MEXICO CITY — With electricity in Mexico reported to be between 25 to 73 percent more expensive than in the United States, variable frequency drive (VFD) energy-saving technology is proving to be popular among the country's plastics processors.
“I'm doing as much, if not more, business in Mexico than in the United States,” Robert Knaster, director of sales and business development in North America for British company CCS Technology Ltd.'s SyncroSpeed energy saving system, said in an interview at Plastimagen México 2014.
Knaster, who is based in Huntington Bay, N.Y., told Plastics News that CCS, of Coventry, England, has “seven-figure sales in Mexico.”
“We've been servicing Mexico for four years. On a yearly basis, business has been increasing 20 percent,” he added.
Customers in the country, said Knaster, include Tupperware Brands Corp., whose manufacturing plant in Lerma has 50 injection molding machines and 30 SyncroSpeed VFDs, Luxembourg-based automotive interior components supplier IAC Group, which has half a dozen facilities in Mexico, and Mattel Inc.'s Tijuana plant.
“The high cost of energy here, and capacity issues, are the driving forces” behind CCS's growth in sales in Mexico, Knaster said. “Energy costs are 50 percent higher than in the United States.”

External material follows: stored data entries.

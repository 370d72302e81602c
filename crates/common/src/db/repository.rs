//! Repository pattern for database operations
//!
//! The only component that reads or writes persisted entities. Multi-row
//! writes (ingestion chunks, bulk edits) run inside a single transaction.

use crate::auth::Role;
use crate::db::models::*;
use crate::db::DbPool;
use crate::errors::{AppError, Result};
use crate::vocabulary::{join_tags, CompetitorMention, DimensionValue, Priority, Sentiment};
use chrono::{DateTime, Utc};
use sea_orm::sea_query::{Expr, OnConflict};
use sea_orm::{
    ActiveModelTrait, ColumnTrait, ConnectionTrait, DatabaseConnection, EntityTrait,
    FromQueryResult, IntoActiveModel, PaginatorTrait, QueryFilter, QueryOrder, Set, Statement,
    TransactionTrait, Value,
};
use serde::{Deserialize, Deserializer, Serialize};
use std::fmt;

/// Processed rows per `INSERT` when copying reviews
const COPY_BATCH_ROWS: usize = 500;

/// A validated review ready to be inserted
#[derive(Debug, Clone, PartialEq)]
pub struct NewReview {
    pub text: String,
    pub rating: f64,
    pub date: DateTime<Utc>,
    pub collection_time: DateTime<Utc>,
}

/// Which recommendation table a key lives in
#[derive(Debug, Clone, Copy, PartialEq, Eq, Serialize, Deserialize)]
#[serde(rename_all = "snake_case")]
pub enum RecommendationKind {
    General,
    Competitor,
}

impl RecommendationKind {
    pub fn as_str(&self) -> &'static str {
        match self {
            RecommendationKind::General => "general",
            RecommendationKind::Competitor => "competitor",
        }
    }
}

/// Compound recommendation key; an empty theme means "unspecified"
#[derive(Debug, Clone, PartialEq, Eq, Hash, Serialize, Deserialize)]
pub struct RecommendationKey {
    pub category: String,
    pub theme: String,
}

impl RecommendationKey {
    pub fn new(category: impl Into<String>, theme: Option<String>) -> Self {
        Self {
            category: category.into().trim().to_string(),
            theme: theme.map(|t| t.trim().to_string()).unwrap_or_default(),
        }
    }
}

impl fmt::Display for RecommendationKey {
    fn fmt(&self, f: &mut fmt::Formatter<'_>) -> fmt::Result {
        if self.theme.is_empty() {
            write!(f, "{}", self.category)
        } else {
            write!(f, "{} / {}", self.category, self.theme)
        }
    }
}

/// Stored recommendation, regardless of variant
#[derive(Debug, Clone, PartialEq, Eq, Serialize)]
#[serde(rename_all = "camelCase")]
pub struct Recommendation {
    pub id: i32,
    pub kind: RecommendationKind,
    pub category: String,
    pub theme: String,
    pub text: String,
    pub updated_at: DateTime<Utc>,
}

impl From<AiRecommendation> for Recommendation {
    fn from(m: AiRecommendation) -> Self {
        Self {
            id: m.id,
            kind: RecommendationKind::General,
            category: m.category,
            theme: m.theme,
            text: m.text,
            updated_at: m.updated_at,
        }
    }
}

impl From<CompetitorRecommendation> for Recommendation {
    fn from(m: CompetitorRecommendation) -> Self {
        Self {
            id: m.id,
            kind: RecommendationKind::Competitor,
            category: m.category,
            theme: m.theme,
            text: m.text,
            updated_at: m.updated_at,
        }
    }
}

/// Optional equality filters for processed review listings
#[derive(Debug, Clone, Default, Deserialize)]
pub struct ProcessedFilter {
    pub category: Option<String>,
    pub theme: Option<String>,
}

/// One (category, priority) group
#[derive(Debug, Clone, PartialEq, Eq)]
pub struct CategoryPriorityCount {
    pub category: Option<String>,
    pub priority: Option<Priority>,
    pub count: u64,
}

#[derive(Debug, FromQueryResult)]
struct CategoryPriorityRow {
    category: Option<String>,
    priority: Option<String>,
    count: i64,
}

/// Partial update of analysis fields
///
/// Outer `None` leaves a field untouched, `Some(None)` clears it.
#[derive(Debug, Clone, Default, PartialEq, Deserialize)]
#[serde(rename_all = "camelCase")]
pub struct AnalysisPatch {
    #[serde(default, deserialize_with = "deserialize_some")]
    pub theme: Option<Option<String>>,

    #[serde(default, deserialize_with = "deserialize_some")]
    pub sentiment: Option<Option<Sentiment>>,

    #[serde(default, deserialize_with = "deserialize_some")]
    pub category: Option<Option<String>>,

    #[serde(default, deserialize_with = "deserialize_some")]
    pub priority: Option<Option<Priority>>,

    #[serde(default, deserialize_with = "deserialize_some")]
    pub competitor_mention: Option<Option<CompetitorMention>>,

    #[serde(default, deserialize_with = "deserialize_tags_patch")]
    pub tags: Option<Option<Vec<String>>>,
}

impl AnalysisPatch {
    /// Patch that nulls every analysis field
    pub fn clear_all() -> Self {
        Self {
            theme: Some(None),
            sentiment: Some(None),
            category: Some(None),
            priority: Some(None),
            competitor_mention: Some(None),
            tags: Some(None),
        }
    }

    /// Patch that writes a single analyzed value
    pub fn from_value(value: DimensionValue) -> Self {
        let mut patch = Self::default();
        match value {
            DimensionValue::Theme(v) => patch.theme = Some(Some(v)),
            DimensionValue::Category(v) => patch.category = Some(Some(v)),
            DimensionValue::Tags(v) => patch.tags = Some(Some(v)),
            DimensionValue::Sentiment(v) => patch.sentiment = Some(Some(v)),
            DimensionValue::Priority(v) => patch.priority = Some(Some(v)),
            DimensionValue::CompetitorMention(v) => patch.competitor_mention = Some(Some(v)),
        }
        patch
    }

    pub fn is_empty(&self) -> bool {
        self.theme.is_none()
            && self.sentiment.is_none()
            && self.category.is_none()
            && self.priority.is_none()
            && self.competitor_mention.is_none()
            && self.tags.is_none()
    }

    fn apply(self, model: &mut ProcessedReviewActiveModel) {
        if let Some(v) = self.theme {
            model.theme = Set(non_blank(v));
        }
        if let Some(v) = self.sentiment {
            model.sentiment = Set(v);
        }
        if let Some(v) = self.category {
            model.category = Set(non_blank(v));
        }
        if let Some(v) = self.priority {
            model.priority = Set(v);
        }
        if let Some(v) = self.competitor_mention {
            model.competitor_mention = Set(v);
        }
        if let Some(v) = self.tags {
            model.tags = Set(v.as_deref().and_then(join_tags));
        }
    }
}

/// Full replacement of one processed review and its source review
#[derive(Debug, Clone, PartialEq, Deserialize)]
#[serde(rename_all = "camelCase")]
pub struct BulkEditItem {
    /// Processed review id
    pub id: i32,
    pub theme: Option<String>,
    pub sentiment: Option<Sentiment>,
    pub category: Option<String>,
    pub priority: Option<Priority>,
    pub competitor_mention: Option<CompetitorMention>,
    #[serde(default, deserialize_with = "deserialize_tags")]
    pub tags: Option<Vec<String>>,
    pub rating: f64,
    pub text: String,
    pub date: DateTime<Utc>,
    pub collection_time: DateTime<Utc>,
}

/// Tags arrive either as a list or as an already-joined string
#[derive(Deserialize)]
#[serde(untagged)]
enum TagsInput {
    List(Vec<String>),
    Joined(String),
}

impl From<TagsInput> for Vec<String> {
    fn from(input: TagsInput) -> Self {
        match input {
            TagsInput::List(tags) => tags,
            TagsInput::Joined(s) => crate::vocabulary::split_tags(&s),
        }
    }
}

fn deserialize_some<'de, T, D>(deserializer: D) -> std::result::Result<Option<T>, D::Error>
where
    T: Deserialize<'de>,
    D: Deserializer<'de>,
{
    T::deserialize(deserializer).map(Some)
}

fn deserialize_tags<'de, D>(deserializer: D) -> std::result::Result<Option<Vec<String>>, D::Error>
where
    D: Deserializer<'de>,
{
    let input: Option<TagsInput> = Option::deserialize(deserializer)?;
    Ok(input.map(Into::into))
}

fn deserialize_tags_patch<'de, D>(
    deserializer: D,
) -> std::result::Result<Option<Option<Vec<String>>>, D::Error>
where
    D: Deserializer<'de>,
{
    deserialize_tags(deserializer).map(Some)
}

fn non_blank(value: Option<String>) -> Option<String> {
    value
        .map(|s| s.trim().to_string())
        .filter(|s| !s.is_empty())
}

/// Persistence-time review invariants
pub fn check_review_fields(text: &str, rating: f64) -> Result<()> {
    if text.trim().is_empty() {
        return Err(AppError::validation("text", "Review text must not be empty"));
    }
    if !rating.is_finite() || !(MIN_RATING..=MAX_RATING).contains(&rating) {
        return Err(AppError::validation(
            "rating",
            format!("Rating must be between {} and {}", MIN_RATING, MAX_RATING),
        ));
    }
    Ok(())
}

/// Repository for data access operations
#[derive(Clone)]
pub struct Repository {
    pool: DbPool,
}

The Mexican government is addressing the problem. This year both houses of congress approved President Enrique Peña Nieto's proposals for energy reform that will, among other measures, permit private investment in the sector.
In a speech at Plastimagen México, Enrique Ochoa Reza, managing director of Mexico's Federal Electricity Commission (CFE), said the price of electricity for consumers in Mexico is 25 percent higher than in the United States. “But without subsidies it's 73 percent more expensive.”
Eighty percent of the cost of generating electricity, he said, comes from the price of fuel used to produce it. “We import a third of our natural gas,” he said.
According to Ochoa, Mexico has a mere 7,047 miles of gas pipelines in the country, many of which are not even interconnected. “It's a system that's nine times smaller than that of the United States,” he said.
CFE is investing $7.4 billion to increase the network's size by 34 percent, Ochoa added. “We will add more pipelines in the center and south of the country by the spring of 2017.”